Sorry. I'm really not the idiot I appear to be :-)

I meant:

mkdir("test");
chdir("test");
rmdir("../test");

on my second example.

- John

>From: Corinna Vinschen <cygwin@cygwin.com>
>To: cygwin@cygwin.com
>CC: John William <jw2357@hotmail.com>
>Subject: Re: 1.3.2 rmdir fails if CWD is in the directory to be deleted?
>Date: Sat, 8 Sep 2001 11:45:32 +0200
>
>On Sat, Sep 08, 2001 at 01:01:37AM -0400, Christopher Faylor wrote:
> > On Sat, Sep 08, 2001 at 04:45:24AM +0000, John William wrote:
> > >I just installed Cygwin and am having the following problem with 
>rmdir() --
> > >it fails if the CWD is set to the directory to be deleted.
> > >
> > >main()
> > >{
> > > mkdir("test");
> > > rmdir("test"); <-- succeeds
> > >
> > > mkdir("test");
> > > chdir("test");
> > > rmdir("test"); <-- fails
> > >}
>
>BTW, the above can't work on _any_ system.  After creating a dir `test'
>and then chdir'ing into that directory, it's very unlikely that there's
>another subdirectory `test' in `test'...
>
>Corinna
>
> > >
> > >This is different than standard UN*X. It appears to me that POSIX only
> > >requires that the directory be empty, it doesn't say that the CWD can't 
>be
> > >set to the directory to be deleted.
> > >
> > >Is this a known issue? It is causing problems with some programs I'm 
>trying
> > >to compile (they work fine under RH Linux, DJGPP and FreeBSD). Please 
>e-mail
> > >any reponses, as I am not subscribed to the mailing list.
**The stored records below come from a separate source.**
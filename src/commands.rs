// src/commands.rs

//! Command handlers for the quarry CLI

use anyhow::Result;
use quarry::fetch::{FetchOptions, Fetcher};
use quarry::git::{Git, GitRemote};
use quarry::revision::RevisionSpec;
use quarry::store::{NixHasher, NixStore};
use quarry::{Digest, HashKind};
use tracing::info;

/// Options collected from the `fetch` subcommand
pub struct FetchArgs {
    pub url: String,
    pub rev: String,
    pub name: String,
    pub expected_hash: Option<String>,
    pub hash_type: String,
    pub leave_dot_git: bool,
    pub deep_clone: bool,
    pub no_submodules: bool,
}

/// Fetch a revision and print the resolved commit, digest and store path
pub fn fetch(args: FetchArgs) -> Result<()> {
    let hash_kind: HashKind = args.hash_type.parse()?;
    let expected_digest = args
        .expected_hash
        .as_deref()
        .map(|s| Digest::parse_prefixed(s, hash_kind))
        .transpose()?;

    let spec = RevisionSpec::classify(&args.rev)?;
    let options = FetchOptions {
        name: args.name,
        expected_digest,
        keep_vcs_metadata: args.leave_dot_git,
        shallow_when_possible: !args.deep_clone,
        fetch_submodules: !args.no_submodules,
        hash_kind,
    };

    let vcs = Git::new();
    let refs = GitRemote::new();
    let store = NixStore::new();
    let hasher = NixHasher::new();
    let fetcher = Fetcher::new(&vcs, &refs, &store, &hasher);

    info!("Fetching {} from {}", args.rev, args.url);
    let result = fetcher.fetch(&args.url, &spec, &options)?;

    match result.resolved_commit.as_deref() {
        Some(commit) => println!("rev: {commit}"),
        None => println!("rev: (cached)"),
    }
    println!("hash: {}", result.address.digest().to_prefixed_string());
    println!("path: {}", result.store_path);
    Ok(())
}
Thanks!
> >
> > Welcome to Windows.  If Windows can't delete a directory while it is the
> > current directory of some process then there is no way that Cygwin can
> > do this either.
> >
> > The Single Unix Specification does seem to imply that deleting the 
>current
> > working directory should succeed but there are some UNIX systems out 
>there
> > that don't adhere to this.  For instance, I just tried this on IRIX 5.3
> > and it failed to rmdir a directory if I was cd'ed to it.
> >
> > cgf
> >
> > --
> > Unsubscribe info:      http://cygwin.com/ml/#unsubscribe-simple
> > Bug reporting:         http://cygwin.com/bugs.html
> > Documentation:         http://cygwin.com/docs.html
> > FAQ:                   http://cygwin.com/faq/
>
>--
>Corinna Vinschen                  Please, send mails regarding Cygwin to
>Cygwin Developer                                mailto:cygwin@cygwin.com
>Red Hat, Inc.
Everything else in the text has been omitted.